Command line compression for Windows
Introduction
Unix-style CLI compression
WinRAR goes command-line
The opensource connection: 7-Zip
CLI tools exit codes
Short Dictionary
*** INTRODUCTION ***
Back in the day when archiving meant putting a bunch of files together into a single bigger chunk in order to make the transfer to tape faster, tar was a common tool. It still is, today, in the UNIX world, typically used in conjunction with two standard compression utilities: gzip and bzip2. The resulting compressed file is sometimes called a “tarball”, although there’s no actual “tar” involved, just zeros and ones.
In the Windows world, and this applies to all modern operating systems (Mac OS X, Linux with a desktop environment such as KDE or Gnome), compression tasks are generally accomplished from within a GUI based program. Such software has been covered in previous articles about WinRAR, 7-Zip and WinZip. However, if you feel left out or totally uncool for not being able to use command line tools for archiving your stuff, read on and learn how to use strange sounding programs such as tar, gzip and bzip2, without installing a UNIX derivate (Linux, various BSD flavors and so on). Renowned compression software will not be avoided; WinRAR and 7-Zip both have command line interfaces and you’ll get a crash course on those too.
*** Tarring, gzipping and bzipping stuff like an uber-geek ***
Tar is a kind of a grandfather, he’s been around for ages and it’s seen a lot. It’s a bit tired, but wise and can do the job if you know how to “talk” to it. Even if you can’t teach it new tricks, the ones it already knows, albeit somewhat old, make it very flexible and fit for many situations. When coupled with auxiliary programs, e.g. gzip/bzip2 for compression, it becomes even more powerful.
You’ve probably seen some funny looking files with double extensions, like NAME.tar.gz or NAME.tar.bz2 and thought “what’s up with *that* ?”. Get ready, we’re about to shed some light on the subject (sunglasses optional)…
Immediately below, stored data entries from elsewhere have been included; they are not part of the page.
//! Parsing tab-separated ontology, annotation, prediction and network files
//!
//! All files are plain text with one record per line and tab-separated
//! columns. Empty lines and lines starting with `#` are skipped. Lists of
//! ids are written as array literals, e.g. `{1,2,3}`.

use std::fs::File;
use std::io::{BufRead, BufReader, Lines};
use std::path::Path;

use crate::{GoError, GoResult};

/// Parses an array literal such as `{1,2,3}`
///
/// # Errors
///
/// [`GoError::InvalidInput`] if the value is not enclosed in braces and
/// any error of parsing the items
///
/// # Examples
///
/// ```
/// use gopredict::parser::parse_array;
/// use gopredict::GoTermId;
///
/// let ids: Vec<GoTermId> = parse_array("{1, 2,3}").unwrap();
/// assert_eq!(ids, vec![1u32.into(), 2u32.into(), 3u32.into()]);
///
/// let empty: Vec<GoTermId> = parse_array("{}").unwrap();
/// assert!(empty.is_empty());
///
/// assert!(parse_array::<GoTermId>("1,2").is_err());
/// ```
pub fn parse_array<'a, T>(value: &'a str) -> GoResult<Vec<T>>
where
    T: TryFrom<&'a str, Error = GoError>,
{
    let Some(inner) = value
        .trim()
        .strip_prefix('{')
        .and_then(|v| v.strip_suffix('}'))
    else {
        return Err(GoError::InvalidInput(format!("not an array: `{value}`")));
    };
    inner
        .split(',')
        .filter(|item| !item.trim().is_empty())
        .map(T::try_from)
        .collect()
}

fn open<P: AsRef<Path>>(file: P) -> GoResult<BufReader<File>> {
    let filename = file.as_ref().display().to_string();
    let file = File::open(file).map_err(|_| GoError::CannotOpenFile(filename))?;
    Ok(BufReader::new(file))
}

/// Returns the next data line, skipping comments and empty lines
fn next_record<R: BufRead>(lines: &mut Lines<R>) -> Option<GoResult<String>> {
    for line in lines.by_ref() {
        match line {
            Ok(line) if line.trim().is_empty() || line.starts_with('#') => continue,
            Ok(line) => return Some(Ok(line)),
            Err(err) => return Some(Err(GoError::InvalidInput(err.to_string()))),
        }
    }
    None
}

/// Collects all records of a reader with `parse_line`
fn records<R: BufRead, T, F: Fn(&str) -> GoResult<T>>(reader: R, parse_line: F) -> GoResult<Vec<T>> {
    let mut lines = reader.lines();
    let mut records = Vec::new();
    while let Some(line) = next_record(&mut lines) {
        records.push(parse_line(&line?)?);
    }
    Ok(records)
}

/// Returns the next column or an error that contains the full line
fn column<'a, I: Iterator<Item = &'a str>>(cols: &mut I, line: &str) -> GoResult<&'a str> {
    cols.next()
        .ok_or_else(|| GoError::InvalidInput(line.to_string()))
}

/// Module to parse the GO term and term2term tables
pub(crate) mod ontology_tsv {
    use std::io::BufRead;
    use std::path::Path;

    use tracing::debug;

    use super::{column, open, records};
    use crate::ontology::{OntologySource, TermRecord};
    use crate::{GoError, GoResult, GoTermId};

    /// Parses a single line of the terms table
    ///
    /// ```text
    /// 8150    GO:0008150  biological_process  biological_process  0
    /// ```
    fn term_line(line: &str) -> GoResult<TermRecord> {
        let mut cols = line.split('\t');
        let id = GoTermId::try_from(column(&mut cols, line)?)?;
        let accession = column(&mut cols, line)?.trim().to_string();
        let name = column(&mut cols, line)?.trim().to_string();
        let term_type = column(&mut cols, line)?.trim().to_string();
        let obsolete = match column(&mut cols, line)?.trim() {
            "0" | "false" | "f" => false,
            "1" | "true" | "t" => true,
            _ => return Err(GoError::InvalidInput(line.to_string())),
        };
        Ok(TermRecord {
            id,
            accession,
            name,
            term_type,
            obsolete,
        })
    }

    /// Parses a single line of the term2term table
    ///
    /// ```text
    /// 8150    1234
    /// ```
    fn edge_line(line: &str) -> GoResult<(GoTermId, GoTermId)> {
        let mut cols = line.split('\t');
        let parent = GoTermId::try_from(column(&mut cols, line)?)?;
        let child = GoTermId::try_from(column(&mut cols, line)?)?;
        Ok((parent, child))
    }

    /// An [`OntologySource`] backed by two tab-separated tables
    ///
    /// - terms: `id, accession, name, term_type, is_obsolete`
    /// - edges: `parent, child`
    #[derive(Debug, Clone, Default)]
    pub struct TsvOntology {
        terms: Vec<TermRecord>,
        edges: Vec<(GoTermId, GoTermId)>,
    }

    impl TsvOntology {
        /// Reads both tables from files
        ///
        /// # Errors
        ///
        /// - [`GoError::CannotOpenFile`]: a file is not present or can't be opened
        /// - [`GoError::InvalidInput`]: a line has missing columns
        /// - [`GoError::ParseIntError`]: a line contains an invalid id
        pub fn from_files<P: AsRef<Path>, Q: AsRef<Path>>(terms: P, edges: Q) -> GoResult<Self> {
            Self::from_readers(open(terms)?, open(edges)?)
        }

        /// Reads both tables from readers
        ///
        /// # Errors
        ///
        /// Same as [`TsvOntology::from_files`], without `CannotOpenFile`
        pub fn from_readers<R: BufRead, S: BufRead>(terms: R, edges: S) -> GoResult<Self> {
            let terms = records(terms, term_line)?;
            let edges = records(edges, edge_line)?;
            debug!("Read {} terms and {} edges", terms.len(), edges.len());
            Ok(Self { terms, edges })
        }
    }

    impl OntologySource for TsvOntology {
        fn terms(&self) -> GoResult<Vec<TermRecord>> {
            Ok(self.terms.clone())
        }

        fn edges(&self) -> GoResult<Vec<(GoTermId, GoTermId)>> {
            Ok(self.edges.clone())
        }
    }

    #[cfg(test)]
    mod test_ontology_parsing {
        use super::*;
        use crate::{Branch, GoDag};

        #[test]
        fn test_term_line() {
            let term = term_line("8150\tGO:0008150\tbiological_process\tbiological_process\t0")
                .expect("This line has the correct format");
            assert_eq!(term.id, 8150u32.into());
            assert_eq!(term.accession, "GO:0008150");
            assert!(!term.obsolete);
        }

        #[test]
        fn test_term_line_missing_column() {
            assert!(term_line("8150\tGO:0008150\tbiological_process\t0").is_err());
        }

        #[test]
        fn test_term_line_invalid_id() {
            assert!(term_line("GO:8150\tGO:0008150\tbp\tbiological_process\t0").is_err());
        }

        #[test]
        fn test_edge_line() {
            assert_eq!(edge_line("1\t2").unwrap(), (1u32.into(), 2u32.into()));
            assert!(edge_line("1").is_err());
        }

        #[test]
        fn test_readers() {
            let terms = "#id\taccession\tname\tterm_type\tis_obsolete\n\
                         1\tGO:0008150\tbiological_process\tbiological_process\t0\n\
                         2\tGO:0000002\tA\tbiological_process\t0\n\
                         3\tGO:0000003\tgone\tbiological_process\t1\n";
            let edges = "1\t2\n1\t3\n";
            let source = TsvOntology::from_readers(terms.as_bytes(), edges.as_bytes()).unwrap();
            let dag = GoDag::from_source(&source, Branch::BiologicalProcess).unwrap();
            assert_eq!(dag.len(), 2);
            assert_eq!(dag.depth(2u32.into()), Some(1));
        }

        #[test]
        fn test_missing_file() {
            let res = TsvOntology::from_files("tests/does_not_exist.tsv", "tests/term2term.tsv");
            assert!(matches!(res, Err(GoError::CannotOpenFile(_))));
        }

        #[test]
        fn test_files() {
            let source = TsvOntology::from_files("tests/terms.tsv", "tests/term2term.tsv").unwrap();
            let dag = GoDag::from_source(&source, Branch::BiologicalProcess).unwrap();
            assert!(dag.len() > 1);
        }
    }
}

/// Module to parse gene - GO term annotations
pub(crate) mod annotations_tsv {
    use std::io::BufRead;
    use std::path::Path;

    use super::{column, open, parse_array, records};
    use crate::annotations::{AnnotationSource, GeneRecord};
    use crate::{GeneId, GoResult};

    /// Parses a single line of the annotation table
    ///
    /// ```text
    /// 12  TP53    {6915,8283}
    /// ```
    fn gene_line(line: &str) -> GoResult<GeneRecord> {
        let mut cols = line.split('\t');
        let gene = GeneId::try_from(column(&mut cols, line)?)?;
        let name = column(&mut cols, line)?.trim().to_string();
        let terms = parse_array(column(&mut cols, line)?)?;
        Ok(GeneRecord { gene, name, terms })
    }

    /// An [`AnnotationSource`] backed by a tab-separated table
    ///
    /// Columns: `gene, gene_name, {go,go,...}`
    #[derive(Debug, Clone, Default)]
    pub struct TsvAnnotations {
        genes: Vec<GeneRecord>,
    }

    impl TsvAnnotations {
        /// Reads the annotation table from a file
        ///
        /// # Errors
        ///
        /// - [`crate::GoError::CannotOpenFile`]: the file is not present or can't be opened
        /// - [`crate::GoError::InvalidInput`]: a line has missing columns
        /// - [`crate::GoError::ParseIntError`]: a line contains an invalid id
        pub fn from_file<P: AsRef<Path>>(file: P) -> GoResult<Self> {
            Self::from_reader(open(file)?)
        }

        /// Reads the annotation table from a reader
        ///
        /// # Errors
        ///
        /// Same as [`TsvAnnotations::from_file`], without `CannotOpenFile`
        pub fn from_reader<R: BufRead>(reader: R) -> GoResult<Self> {
            Ok(Self {
                genes: records(reader, gene_line)?,
            })
        }
    }

    impl AnnotationSource for TsvAnnotations {
        fn genes(&self) -> GoResult<Vec<GeneRecord>> {
            Ok(self.genes.clone())
        }
    }

    #[cfg(test)]
    mod test_annotation_parsing {
        use super::*;

        #[test]
        fn test_gene_line() {
            let gene = gene_line("12\tTP53\t{6915, 8283}").expect("This line has the correct format");
            assert_eq!(gene.gene, 12u32.into());
            assert_eq!(gene.name, "TP53");
            assert_eq!(gene.terms, vec![6915u32.into(), 8283u32.into()]);
        }

        #[test]
        fn test_gene_line_invalid_array() {
            assert!(gene_line("12\tTP53\t6915").is_err());
        }

        #[test]
        fn test_reader() {
            let data = "# gene\tname\tterms\n12\tTP53\t{1}\n\n13\tMDM2\t{}\n";
            let source = TsvAnnotations::from_reader(data.as_bytes()).unwrap();
            let genes = source.genes().unwrap();
            assert_eq!(genes.len(), 2);
            assert!(genes[1].terms.is_empty());
        }
    }
}

/// Module to parse the prediction stream
pub(crate) mod predictions_tsv {
    use std::fs::File;
    use std::io::{BufRead, BufReader, Lines};
    use std::path::Path;

    use super::{column, next_record, open, parse_array};
    use crate::{ClusterId, GeneId, GoResult, GoTermId, Prediction};

    /// Parses a single line of the prediction table
    ///
    /// ```text
    /// 12  6915    7   0.001   5   0.8 40  0.25    {12,13,14}
    /// ```
    ///
    /// The member column is optional
    fn prediction_line(line: &str) -> GoResult<Prediction> {
        let mut cols = line.split('\t');
        let gene = GeneId::try_from(column(&mut cols, line)?)?;
        let term = GoTermId::try_from(column(&mut cols, line)?)?;
        let cluster = ClusterId::try_from(column(&mut cols, line)?)?;
        let p_value: f64 = column(&mut cols, line)?.trim().parse()?;
        let recurrence: f64 = column(&mut cols, line)?.trim().parse()?;
        let connectivity: f64 = column(&mut cols, line)?.trim().parse()?;
        let cluster_size: usize = column(&mut cols, line)?.trim().parse()?;
        let unknown_ratio: f64 = column(&mut cols, line)?.trim().parse()?;
        let members: Vec<GeneId> = match cols.next() {
            Some(members) if !members.trim().is_empty() => parse_array(members)?,
            _ => Vec::new(),
        };
        Ok(Prediction::new(gene, term, cluster)
            .with_p_value(p_value)
            .with_recurrence(recurrence)
            .with_connectivity(connectivity)
            .with_cluster_size(cluster_size)
            .with_unknown_ratio(unknown_ratio)
            .with_members(members))
    }

    /// A single-pass iterator of [`Prediction`] records
    ///
    /// Columns: `gene, go, cluster, p_value, recurrence, connectivity,
    /// cluster_size, unknown_ratio, {members}`
    ///
    /// # Examples
    ///
    /// ```
    /// use gopredict::parser::PredictionReader;
    ///
    /// let data = "1\t5\t7\t0.001\t5\t0.8\t3\t0.0\t{1,2,3}\n";
    /// let mut reader = PredictionReader::new(data.as_bytes());
    /// let prediction = reader.next().unwrap().unwrap();
    /// assert_eq!(prediction.members().len(), 3);
    /// assert!(reader.next().is_none());
    /// ```
    pub struct PredictionReader<R> {
        lines: Lines<R>,
    }

    impl PredictionReader<BufReader<File>> {
        /// Opens a prediction file
        ///
        /// # Errors
        ///
        /// [`crate::GoError::CannotOpenFile`]: the file is not present or can't be opened
        pub fn open<P: AsRef<Path>>(file: P) -> GoResult<Self> {
            Ok(Self::new(open(file)?))
        }
    }

    impl<R: BufRead> PredictionReader<R> {
        pub fn new(reader: R) -> Self {
            Self {
                lines: reader.lines(),
            }
        }
    }

    impl<R: BufRead> Iterator for PredictionReader<R> {
        type Item = GoResult<Prediction>;
        fn next(&mut self) -> Option<Self::Item> {
            next_record(&mut self.lines).map(|line| prediction_line(&line?))
        }
    }

}

/// Module to parse co-expression network edges
pub(crate) mod network_tsv {
    use std::io::BufRead;
    use std::path::Path;

    use super::{column, open, records};
    use crate::redundancy::CoexpressionNetwork;
    use crate::{GeneId, GoResult};

    fn edge_line(line: &str) -> GoResult<(GeneId, GeneId)> {
        let mut cols = line.split('\t');
        let a = GeneId::try_from(column(&mut cols, line)?)?;
        let b = GeneId::try_from(column(&mut cols, line)?)?;
        Ok((a, b))
    }

    /// Reads an undirected co-expression network, one `gene, gene` edge per line
    ///
    /// # Errors
    ///
    /// - [`crate::GoError::CannotOpenFile`]: the file is not present or can't be opened
    /// - [`crate::GoError::InvalidInput`]: a line has missing columns
    /// - [`crate::GoError::ParseIntError`]: a line contains an invalid gene id
    pub fn read_network<P: AsRef<Path>>(file: P) -> GoResult<CoexpressionNetwork> {
        network_from_reader(open(file)?)
    }

    /// Reads an undirected co-expression network from a reader
    ///
    /// # Errors
    ///
    /// Same as [`read_network`], without `CannotOpenFile`
    pub fn network_from_reader<R: BufRead>(reader: R) -> GoResult<CoexpressionNetwork> {
        let mut network = CoexpressionNetwork::new();
        for (a, b) in records(reader, edge_line)? {
            network.add_edge(a, b);
        }
        Ok(network)
    }

    #[cfg(test)]
    mod test_network_parsing {
        use super::*;

        #[test]
        fn test_reader() {
            let network = network_from_reader("1\t2\n2\t3\n".as_bytes()).unwrap();
            assert_eq!(network.len(), 3);
        }

        #[test]
        fn test_invalid_gene() {
            assert!(network_from_reader("1\tTP53\n".as_bytes()).is_err());
        }
    }
}

pub use annotations_tsv::TsvAnnotations;
pub use network_tsv::{network_from_reader, read_network};
pub use ontology_tsv::TsvOntology;
pub use predictions_tsv::PredictionReader;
Two extensions means two programs were involved in the creation of that program. Take .tar.gz for example, the original data was first “tarred” to NAME.tar and then “gzipped” to NAME.tar.gz. Tar’s job is to look at all the files and directories it has to process and concatenate their contents, along with other information such as path, permissions and so on, into a single file with a .tar extension. Then, the .tar file was sent (“piped” in geek language) to gzip for compression, to obtain the .tar.gz thing. The “tar” program is smart though, and enables you to do this in a single step with a command similar to “tar czf *.doc docs.tar.gz” (to compress all .doc files into a single docs.tar.gz archive). Know this though: sometimes the two extensions are condensed into shorter forms such as “.tgz” and “.tbz2”.
Now, let’s see how we can do this on Windows, assuming you are running on Windows 2000 or later (XP, 2003). First of all, we need to access the command prompt (hopefully, you’ve at least *heard* of it before plunging into this article). To do that, go to Start->Run, type “cmd”, press Enter, then stand back and be amazed: the Windows command line (no, not good for h4x0ring). Next, we need the actual programs to work with, but how? Tar, gzip and bzip2 are UNIX programs, right? How could they run on Windows? Well, here’s one of the situations where opensource pays. Having access to the source of a software package makes it possible for that program to be “ported” to other platforms (i.e. modify its source so that it compiles on other operating systems and/or compilers).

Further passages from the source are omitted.